Managing remediation tasks

You can run remediation tasks on workstations from agent logs. Depending on the type of logs, SES Evolution offers various remediation actions, such as file quarantining, registry key deletion, process shutdown, etc., which make it possible to greatly limit the impact of attacks.

The remediation actions requested may override the security policy in force on the workstation concerned.

Two separate permissions make it possible to manage access to the remediation feature. The Remediation (advanced) - Modify permission makes it possible to perform all remediation operations, including the ability to run Powershell scripts.

Since the execution of Powershell scripts is a very sensitive operation, grant this permission only to a very small number of trusted users.

For others who may perform remediation operations without running scripts, grant them the Remediation - Modify permission.

See Managing users on the SES Evolution administration console.

  1. Select the Environment > Agent logs menu and identify the log corresponding to the malicious operation that you wish to remediate. For example, a ransomware attack generates the log "The process_name process attempted to run a ransomware attack." All agent logs can be used to create a remediation task, except those with the attributes Internal, Auto-protection, or Remediation. For further information, refer to the section Viewing and managing agent logs in the administration console.
  2. Select the log or log group in question and click on Tasks > Create a remediation task. The task window appears. It lists the possible remediation operations for the selected log type and the resource in question. Operations are grouped by agent.
  3. Enter a Name for your remediation task.
  4. Use filters to view only a certain Action type, or the actions concerning a certain Agent group.
  5. Select the actions that you wish to perform. Depending on the selected log type, the following actions are possible:

    • Shut down processes, by including or excluding child processes;

    • Remove files (quarantine or delete);

    • Delete registry keys;

    • Remove or modify registry values;

    • Retrieve files encrypted by ransomware, with a list of the first 10 files encrypted;

    • Run a PowerShell script.

    Some actions may contain an orange dot. This means that they affect one of the following critical system folders and may therefore have an impact on the workstation:

    • C:\Windows\System32

    • C:\Windows\SysWOW64

    • C:\Windows\Microsoft.NET

    • C:\Windows\WinSxS

    • C:\Program Files

    • C:\Program Files (x86)

    • C:\ProgramData\Stormshield

  6. If the suggested actions are insufficient, and you hold the Remediation (advanced) - Modify permission, you can run a custom PowerShell script during the remediation task.

    EXAMPLE
    If a malicious program has added registry keys to persist after the workstation has been restarted, you may want to delete them. However, it can be tedious to select all the keys to be deleted if there are many of them and they affect several agents. It is therefore worth creating a script that automatically deletes all keys without the need to select them individually.

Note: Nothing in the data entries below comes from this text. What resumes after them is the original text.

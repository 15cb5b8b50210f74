//! Scripted in-memory site driver for tests.
//!
//! Simulates a listing page, a shared cart, and the interstitial
//! add-to-cart dialog without a browser. The simulated site enforces the
//! same awkward realities the engine is built around: an add click fails
//! while the dialog is open (so the arbiter must dismiss it), cart lines
//! can be unparsable, and the cart page can refuse to load a scripted
//! number of times. Scripted "network responses" are fed through the same
//! sentinel wiring the Chromium driver uses.

use std::sync::{Arc, Mutex};
use std::time::Duration;

use anyhow::{bail, Result};
use async_trait::async_trait;

use super::{BrowserSession, PageView, WaitPolicy};
use crate::config::{
    CartConfig, ListingConfig, ProbeConfig, RetryConfig, SelectorSpec, SignatureEntry, Timeouts,
};
use crate::sentinel::{ChallengeMonitor, Outcome, Sentinel};

/// One product available on the simulated listing.
#[derive(Debug, Clone)]
pub struct SimProduct {
    pub code: String,
    pub ceiling: u32,
}

impl SimProduct {
    pub fn new(code: impl Into<String>, ceiling: u32) -> Self {
        Self {
            code: code.into(),
            ceiling,
        }
    }
}

/// One line currently in the simulated cart.
#[derive(Debug, Clone)]
pub struct SimCartLine {
    pub code: String,
    /// `None` simulates a line whose ceiling control is missing (e.g. an
    /// offer that stopped being purchasable).
    pub ceiling: Option<u32>,
    pub bundle: bool,
    /// `false` simulates a line whose detail link no longer carries an
    /// item code.
    pub parsable_link: bool,
}

/// Scripted faults and their remaining budgets.
#[derive(Debug, Default)]
struct SimScript {
    /// Emit this response through the sentinel after the n-th successful
    /// addition.
    challenge_after_adds: Option<(usize, String, u16)>,
    challenge_emitted: bool,
    /// Report the listing closed after this many successful adds.
    close_listing_after: Option<usize>,
    /// Fail this many cart navigations before letting one through.
    cart_nav_failures: usize,
    /// Return a wrong identity readback this many times at this position.
    verify_mismatches: Option<(usize, usize)>,
}

/// Shared state of the simulated site.
#[derive(Debug)]
pub struct SimSite {
    products: Vec<SimProduct>,
    cart: Vec<SimCartLine>,
    dialog_open: bool,
    successful_adds: usize,
    dialog_dismissals: usize,
    last_add: Option<usize>,
    listing_open: bool,
    script: SimScript,
}

impl SimSite {
    fn new(products: Vec<SimProduct>) -> Self {
        Self {
            products,
            cart: Vec::new(),
            dialog_open: false,
            successful_adds: 0,
            dialog_dismissals: 0,
            last_add: None,
            listing_open: true,
            script: SimScript::default(),
        }
    }

    fn detail_url(code: &str) -> String {
        format!("https://www.emag.ro/-/pd/{code}/")
    }
}

/// Test-facing handle over the simulated site.
#[derive(Clone)]
pub struct SimHandle {
    site: Arc<Mutex<SimSite>>,
}

impl SimHandle {
    pub fn cart_len(&self) -> usize {
        self.site.lock().unwrap().cart.len()
    }

    pub fn dialog_dismissals(&self) -> usize {
        self.site.lock().unwrap().dialog_dismissals
    }

    /// Inject a cart line directly (e.g. a dead bundle offer).
    pub fn push_cart_line(&self, line: SimCartLine) {
        self.site.lock().unwrap().cart.push(line);
    }

    /// Emit a scripted response through the sentinel after the n-th
    /// successful addition (1-based).
    pub fn challenge_after_adds(&self, nth: usize, url: impl Into<String>, status: u16) {
        self.site.lock().unwrap().script.challenge_after_adds = Some((nth, url.into(), status));
    }

    /// Close the listing after the n-th successful addition.
    pub fn close_listing_after(&self, adds: usize) {
        self.site.lock().unwrap().script.close_listing_after = Some(adds);
    }

    /// Make the next n cart navigations fail.
    pub fn fail_cart_navs(&self, n: usize) {
        self.site.lock().unwrap().script.cart_nav_failures = n;
    }

    /// Make the identity readback at `position` return a wrong code for
    /// the first `times` reads after a click.
    pub fn mismatch_at(&self, position: usize, times: usize) {
        self.site.lock().unwrap().script.verify_mismatches = Some((position, times));
    }
}

/// In-memory browser session over a [`SimSite`].
pub struct SimSession {
    site: Arc<Mutex<SimSite>>,
    sentinel: Arc<Sentinel>,
    monitor: ChallengeMonitor,
    cart_url: String,
}

impl SimSession {
    pub fn new(
        products: Vec<SimProduct>,
        sentinel: Arc<Sentinel>,
        monitor: ChallengeMonitor,
        cart_url: impl Into<String>,
    ) -> Self {
        Self {
            site: Arc::new(Mutex::new(SimSite::new(products))),
            sentinel,
            monitor,
            cart_url: cart_url.into(),
        }
    }

    pub fn handle(&self) -> SimHandle {
        SimHandle {
            site: Arc::clone(&self.site),
        }
    }
}

#[async_trait]
impl BrowserSession for SimSession {
    async fn new_view(&self) -> Result<Box<dyn PageView>> {
        Ok(Box::new(SimView {
            site: Arc::clone(&self.site),
            sentinel: Arc::clone(&self.sentinel),
            monitor: self.monitor.clone(),
            cart_url: self.cart_url.clone(),
            role: Mutex::new(Role::Blank),
        }))
    }

    async fn shutdown(&self) -> Result<()> {
        Ok(())
    }
}

#[derive(Debug, Clone, Copy, PartialEq, Eq)]
enum Role {
    Blank,
    Listing,
    Cart,
}

/// A simulated page view. Its role is decided by where it navigates.
pub struct SimView {
    site: Arc<Mutex<SimSite>>,
    sentinel: Arc<Sentinel>,
    monitor: ChallengeMonitor,
    cart_url: String,
    role: Mutex<Role>,
}

impl SimView {
    fn role(&self) -> Role {
        *self.role.lock().unwrap()
    }

    fn feed_response(&self, url: &str, status: u16) {
        if self.sentinel.inspect(url, status) == Outcome::Challenge {
            self.monitor.observe(url, status);
        }
    }
}

#[async_trait]
impl PageView for SimView {
    async fn navigate(&self, url: &str, _wait: WaitPolicy, _timeout: Duration) -> Result<()> {
        if url == self.cart_url {
            let mut site = self.site.lock().unwrap();
            if site.script.cart_nav_failures > 0 {
                site.script.cart_nav_failures -= 1;
                bail!("navigation failed: connection reset");
            }
            drop(site);
            *self.role.lock().unwrap() = Role::Cart;
        } else {
            *self.role.lock().unwrap() = Role::Listing;
        }
        Ok(())
    }

    async fn count(&self, selector: &SelectorSpec) -> Result<usize> {
        let site = self.site.lock().unwrap();
        let n = match marker(selector) {
            "sim:cards" | "sim:add" => site.products.len(),
            "sim:lines" | "sim:line-links" | "sim:ceilings" => {
                site.cart.iter().filter(|l| !l.bundle).count()
            }
            "sim:bundle-lines" | "sim:bundle-links" | "sim:bundle-ceilings" => {
                site.cart.iter().filter(|l| l.bundle).count()
            }
            "sim:removal" => site.cart.len(),
            "sim:dialog-close" => usize::from(site.dialog_open),
            other => bail!("unknown selector {other:?}"),
        };
        Ok(n)
    }

    async fn attribute(
        &self,
        selector: &SelectorSpec,
        nth: usize,
        name: &str,
        _timeout: Duration,
    ) -> Result<Option<String>> {
        let mut site = self.site.lock().unwrap();
        match marker(selector) {
            "sim:cards" if name == "data-url" => {
                let code = match site.products.get(nth) {
                    Some(p) => p.code.clone(),
                    None => bail!("no card at index {nth}"),
                };
                // Scripted reflow: wrong identity right after a click.
                if site.last_add == Some(nth) {
                    if let Some((pos, remaining)) = site.script.verify_mismatches {
                        if pos == nth && remaining > 0 {
                            site.script.verify_mismatches = Some((pos, remaining - 1));
                            return Ok(Some(SimSite::detail_url("ZZZZZZZZZ")));
                        }
                    }
                }
                Ok(Some(SimSite::detail_url(&code)))
            }
            "sim:line-links" | "sim:bundle-links" if name == "href" => {
                let want_bundle = marker(selector) == "sim:bundle-links";
                let line = site
                    .cart
                    .iter()
                    .filter(|l| l.bundle == want_bundle)
                    .nth(nth);
                match line {
                    Some(l) if l.parsable_link => Ok(Some(SimSite::detail_url(&l.code))),
                    Some(_) => Ok(Some("https://sim.shop/offer/expired".to_string())),
                    None => bail!("no cart line at index {nth}"),
                }
            }
            "sim:ceilings" | "sim:bundle-ceilings" if name == "max" => {
                let want_bundle = marker(selector) == "sim:bundle-ceilings";
                let line = site
                    .cart
                    .iter()
                    .filter(|l| l.bundle == want_bundle)
                    .nth(nth);
                match line {
                    Some(l) => Ok(l.ceiling.map(|c| c.to_string())),
                    None => bail!("no cart line at index {nth}"),
                }
            }
            other => bail!("unsupported attribute read {name:?} on {other:?}"),
        }
    }

    async fn click(&self, selector: &SelectorSpec, nth: usize, _timeout: Duration) -> Result<()> {
        let mut site = self.site.lock().unwrap();
        match marker(selector) {
            "sim:add" => {
                if !site.listing_open {
                    bail!("view closed");
                }
                if site.dialog_open {
                    bail!("element is obscured by a dialog");
                }
                let product = match site.products.get(nth) {
                    Some(p) => p.clone(),
                    None => bail!("no add control at index {nth}"),
                };
                site.cart.push(SimCartLine {
                    code: product.code.clone(),
                    ceiling: Some(product.ceiling),
                    bundle: false,
                    parsable_link: true,
                });
                site.dialog_open = true;
                site.successful_adds += 1;
                site.last_add = Some(nth);
                if let Some(limit) = site.script.close_listing_after {
                    if site.successful_adds >= limit {
                        site.listing_open = false;
                    }
                }

                // Scripted challenge response, fired through the same
                // sentinel path the real driver uses.
                if let Some((at, url, status)) = site.script.challenge_after_adds.clone() {
                    if site.successful_adds >= at && !site.script.challenge_emitted {
                        site.script.challenge_emitted = true;
                        drop(site);
                        self.feed_response(&url, status);
                    }
                }
                Ok(())
            }
            "sim:dialog-close" => {
                if site.dialog_open {
                    site.dialog_open = false;
                    site.dialog_dismissals += 1;
                    Ok(())
                } else {
                    bail!("no dialog to dismiss")
                }
            }
            "sim:removal" => {
                if nth >= site.cart.len() {
                    bail!("no removal control at index {nth}");
                }
                site.cart.remove(nth);
                Ok(())
            }
            other => bail!("unsupported click on {other:?}"),
        }
    }

    async fn scroll_by(&self, _delta_y: i64) -> Result<()> {
        Ok(())
    }

    fn is_open(&self) -> bool {
        match self.role() {
            Role::Listing => self.site.lock().unwrap().listing_open,
            _ => true,
        }
    }

    async fn close(&self) -> Result<()> {
        if self.role() == Role::Listing {
            self.site.lock().unwrap().listing_open = false;
        }
        Ok(())
    }
}

fn marker(selector: &SelectorSpec) -> &str {
    match selector {
        SelectorSpec::Css(q) | SelectorSpec::XPath(q) => q.as_str(),
    }
}

/// Probe configuration wired to the simulated site's marker selectors,
/// with timeouts tightened for tests.
pub fn sim_config() -> ProbeConfig {
    ProbeConfig {
        cart_url: "https://sim.shop/cart".to_string(),
        flush_threshold: 40,
        listing: ListingConfig {
            cards: SelectorSpec::css("sim:cards"),
            code_attr: "data-url".to_string(),
            add_controls: SelectorSpec::css("sim:add"),
            dialog_close: SelectorSpec::css("sim:dialog-close"),
            ready_count: 0,
        },
        cart: CartConfig {
            lines: SelectorSpec::css("sim:lines"),
            line_links: SelectorSpec::css("sim:line-links"),
            qty_ceilings: SelectorSpec::css("sim:ceilings"),
            bundle_lines: SelectorSpec::css("sim:bundle-lines"),
            bundle_links: SelectorSpec::css("sim:bundle-links"),
            bundle_ceilings: SelectorSpec::css("sim:bundle-ceilings"),
            ceiling_attr: "max".to_string(),
            removal_controls: SelectorSpec::css("sim:removal"),
        },
        retry: RetryConfig {
            click_attempts: 12,
            backoff_base_ms: 5,
            nav_attempts: 3,
            removal_attempts: 3,
        },
        timeouts: Timeouts {
            nav_ms: 1_000,
            click_ms: 50,
            attribute_ms: 50,
            dialog_ms: 10,
            arbiter_interval_ms: 5,
            ready_ms: 100,
            settle_ms: 500,
        },
        signatures: vec![SignatureEntry {
            pattern: r".*?example\.test.*".to_string(),
            status: 511,
        }],
    }
}

/// Generate n distinct valid item codes.
pub fn codes(n: usize) -> Vec<String> {
    (0..n).map(|i| format!("D{i:07}M")).collect()
}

    To add a Powershell script:

    1. Click on Powershell script actions > Add to all agents.
      The Add a Powershell script action window will appear.
    2. To the right of the Script field, click on + to add the script to run.
    3. In the Arguments field, specify if necessary the arguments to add when the script is run.
    4. If you want the script to be run on all affected agents during the remediation task, select the checkbox Select the action for all agents. Otherwise, the line will be added to the list of actions but will not be selected.
    5. Select an existing script and click on to view it or to import a new version of the script.
  7. Click on Start remediation.
    The panel for Tasks appears and you can track the progress of the remediation task.
  8. Click on the arrow to the left of the task to show its progress on each affected agent.

    The following are the various possible statuses of a remediation task:

    StatusType Description
    Not startedThe task was launched but has not yet started.
    RunningThe task is running.
    DoneThe remediation action was successful.
    ErrorAn error occurred during the remediation task. A separate message indicates the reason. For example, the resource is locked, the user did not have sufficient privileges to delete files, the agent was not connected, etc.
    Partial

    • In a remediation following a ransomware attack, not all the files could be recovered.

    • If processes were deleted, at least one process could not be deleted.

    CanceledThe task was canceled by the user while it was being run.
  9. If you have chosen to quarantine files, they will be displayed in the Responses > Quarantine panel. For more information, see the section Managing file quarantine.

Use the Status, Type, Created by, or Agent group filters to display only the tasks you want to see.

Click on Details for more information on the remediation actions performed and their results.

You can also perform the following actions on remediation tasks or sub-tasks:

  • Cancel tasks in progress,

  • Browse to the agent logs corresponding to this task,

  • Run a task again,

  • Remove a task from the task panel,

  • Export the result file in CSV format.